How do you cope? Well, for starters: Try to think of this as one of those practical details that every couple should discuss before they get married. “What happens if we decide the marriage is a mistake?” should probably be right up there with “Do we both want children?”

Then, here are some tips on what to do next:

  1. Listen carefully to what your fiancé is saying.

Are they focused on fairness and making sure that – should your marriage not work out – you are able to remain friends and end your romantic relationship with dignity and a minimum of conflict? Or, are they focused mainly on protecting themselves, especially if they’re bringing more financial resources in the marriage than you are?

Your observations here can be very telling. If the former situation holds true, a prenup can be a tool to build a more solid foundation for your relationship. If it’s the second situation, you may want to rethink the relationship.

  1. Consider all of the options for the future.

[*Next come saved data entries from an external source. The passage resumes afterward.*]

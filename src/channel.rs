// SPDX-License-Identifier: MIT
// SPDX-FileCopyrightText: 2025-2026 memchan contributors
//
// The message channel: owns the region adapter, the framing protocol, the
// codec collaborators, and the per-process outbound/inbound queues.
//
// Single-threaded cooperative polling. tick() attempts one receive under
// the region lock, then — if the slot is idle or the receive completed —
// flushes one queued outbound message. send() takes a fast path when the
// outbound queue is empty, otherwise enqueues behind what is already
// waiting so local ordering is never violated.

use std::collections::VecDeque;

use crate::codec::{Checksum, Deserializer, ErrorHandler, Serializer};
use crate::frame::{FrameProto, RecvState, SendState};
use crate::region::{RegionAdapter, SharedRegion};

/// View the mapped region as a byte slice.
///
/// # Safety
/// The caller must hold the region lock and the adapter must not have been
/// released (non-null base pointer of at least `size()` bytes).
unsafe fn region_mem<A: RegionAdapter>(region: &A) -> &mut [u8] {
    let ptr = region.mem();
    debug_assert!(!ptr.is_null());
    std::slice::from_raw_parts_mut(ptr, region.size() as usize)
}

/// A cross-process, single-slot message channel.
///
/// Generic over the serializer, deserializer, checksum strategy, error
/// handler, and region adapter; all collaborators are held by value. One
/// instance per process per channel name — instances in the same process
/// sharing a name would fight over the local queues and are unsupported.
///
/// Construction never panics and never fails loudly: if the OS resources
/// cannot be created, the failure is reported through the error handler
/// and the channel stays permanently non-functional
/// ([`init_success`](Self::init_success) returns `false`).
pub struct MemChannel<S, D, C, E, A = SharedRegion>
where
    S: Serializer,
    D: Deserializer,
    C: Checksum,
    E: ErrorHandler,
    A: RegionAdapter,
{
    region: Option<A>,
    proto: FrameProto<C>,
    serializer: S,
    deserializer: D,
    errors: E,
    send_buf: VecDeque<Vec<u8>>,
    recv_buf: VecDeque<D::Item>,
    init_adapter: bool,
    init_proto: bool,
}

impl<S, D, C, E, A> MemChannel<S, D, C, E, A>
where
    S: Serializer,
    D: Deserializer,
    C: Checksum,
    E: ErrorHandler,
    A: RegionAdapter,
{
    /// Open the named region of `size` bytes and register with its segment.
    pub fn open(name: &str, size: u32, serializer: S, deserializer: D, errors: E) -> Self {
        let mut proto = FrameProto::new();
        let mut init_adapter = false;
        let mut init_proto = false;

        let region = match A::open(name, size) {
            Ok(r) => {
                init_adapter = true;
                Some(r)
            }
            Err(e) => {
                errors.error(format!("shared region init failed: {e}"));
                None
            }
        };

        if let Some(r) = &region {
            if r.wait_lock() {
                let mem = unsafe { region_mem(r) };
                match proto.init(mem) {
                    Ok(_) => init_proto = true,
                    Err(e) => errors.error(e.to_string()),
                }
                r.unlock();
            } else {
                errors.error("shared region lock failed during init".to_string());
            }
        }

        Self {
            region,
            proto,
            serializer,
            deserializer,
            errors,
            send_buf: VecDeque::new(),
            recv_buf: VecDeque::new(),
            init_adapter,
            init_proto,
        }
    }

    /// Whether construction fully succeeded. A channel that failed to open
    /// silently ignores send/tick calls.
    pub fn init_success(&self) -> bool {
        self.init_adapter && self.init_proto
    }

    /// Serialize and send a message. If the outbound queue is empty one
    /// immediate delivery is attempted; on anything but Success the
    /// serialized bytes enqueue at the tail — ordering is never broken
    /// around an in-flight attempt. Failures are reported through the
    /// error handler on every attempt; the message stays queued.
    pub fn send(&mut self, item: &S::Item) {
        if !self.init_success() {
            return;
        }
        let bytes = self.serializer.serialize(item);
        if !self.send_buf.is_empty() {
            self.send_buf.push_back(bytes);
            return;
        }
        if self.locked_send(&bytes) != SendState::Success {
            self.send_buf.push_back(bytes);
        }
    }

    /// One polling cycle: receive under lock, then flush one queued
    /// outbound message if the slot is (or just became) available.
    /// Returns whether the inbound queue holds messages afterwards.
    pub fn tick(&mut self) -> bool {
        if !self.init_success() {
            return false;
        }
        let state = self.locked_recv();
        if matches!(state, RecvState::Success | RecvState::Idle) {
            self.flush_front();
        }
        !self.recv_buf.is_empty()
    }

    /// FIFO dequeue of the inbound queue.
    pub fn pop_recv(&mut self) -> Option<D::Item> {
        self.recv_buf.pop_front()
    }

    /// Whether any received messages are waiting to be popped.
    pub fn has_recv(&self) -> bool {
        !self.recv_buf.is_empty()
    }

    /// Whether any outbound messages are still queued locally.
    pub fn has_unsend(&self) -> bool {
        !self.send_buf.is_empty()
    }

    /// Tear the channel down. With `force == false` the outbound queue is
    /// drained first by polling tick() — this blocks for as long as it
    /// takes the other registrants to acknowledge, with no internal
    /// timeout. With `force == true` queued messages are abandoned.
    pub fn destroy(mut self, force: bool) {
        self.shutdown(force);
    }

    // --- internals ---------------------------------------------------------

    /// Receive under the region lock, delivering into the inbound queue.
    /// A failed try_lock is reported as Busy (somebody else holds the
    /// region this cycle).
    fn locked_recv(&mut self) -> RecvState {
        let Some(region) = &self.region else {
            return RecvState::Uninit;
        };
        if !region.try_lock() {
            return RecvState::Busy;
        }
        let mem = unsafe { region_mem(region) };
        let deserializer = &self.deserializer;
        let recv_buf = &mut self.recv_buf;
        let state = self
            .proto
            .try_recv(mem, |payload| recv_buf.push_back(deserializer.deserialize(payload)));
        if let RecvState::Failed(e) = &state {
            self.errors.error(e.to_string());
        }
        region.unlock();
        state
    }

    /// Send `bytes` under the region lock. A failed try_lock is reported
    /// as Busy, same as an occupied slot.
    fn locked_send(&mut self, bytes: &[u8]) -> SendState {
        let Some(region) = &self.region else {
            return SendState::Uninit;
        };
        if !region.try_lock() {
            return SendState::Busy;
        }
        let mem = unsafe { region_mem(region) };
        let state = self.proto.try_send(mem, bytes);
        if let SendState::Failed(e) = &state {
            self.errors.error(e.to_string());
        }
        region.unlock();
        state
    }

    /// Try to deliver the head of the outbound queue; dequeued only on
    /// Success, requeued at the front otherwise.
    fn flush_front(&mut self) -> bool {
        let Some(bytes) = self.send_buf.pop_front() else {
            return false;
        };
        if self.locked_send(&bytes) == SendState::Success {
            true
        } else {
            self.send_buf.push_front(bytes);
            false
        }
    }

    fn shutdown(&mut self, force: bool) {
        if !force && self.init_success() {
            // Bounded only by the caller's patience, per the teardown
            // contract: no internal timeout.
            while !self.send_buf.is_empty() {
                self.tick();
                std::thread::yield_now();
            }
        }
        if self.init_proto && self.init_adapter {
            if let Some(region) = &self.region {
                if region.wait_lock() {
                    let mem = unsafe { region_mem(region) };
                    self.proto.release(mem);
                    region.unlock();
                }
            }
        }
        self.init_proto = false;
        if let Some(region) = &mut self.region {
            region.release();
        }
        self.init_adapter = false;
    }
}

impl<S, D, C, E, A> Drop for MemChannel<S, D, C, E, A>
where
    S: Serializer,
    D: Deserializer,
    C: Checksum,
    E: ErrorHandler,
    A: RegionAdapter,
{
    fn drop(&mut self) {
        // destroy() already ran shutdown for explicit teardown; the flags
        // make a second pass a no-op. An un-destroyed channel gets the
        // forced variant.
        self.shutdown(true);
    }
}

It’s not uncommon for people to include time limits on a prenup. These “sunset clauses” essentially end the premarital agreement at a set point.

You could set the prenup to expire on your fifth, 10th or 20th wedding anniversary, for example – or even after the birth of your first child. This is often a comfortable way for couples to balance their concerns about the potential for divorce with their commitment to a joint future.

  1. Make sure that you fully understand all the terms.

Neither party should hand a pre-written agreement over to the other and ask them to sign it. A good prenup should be negotiated between the couple – each with their own legal representation.

When a prenup isn’t developed in accordance with the law, seems one-sided or is “sprung” on one of the two people involved, that can lead to unfortunate legal consequences.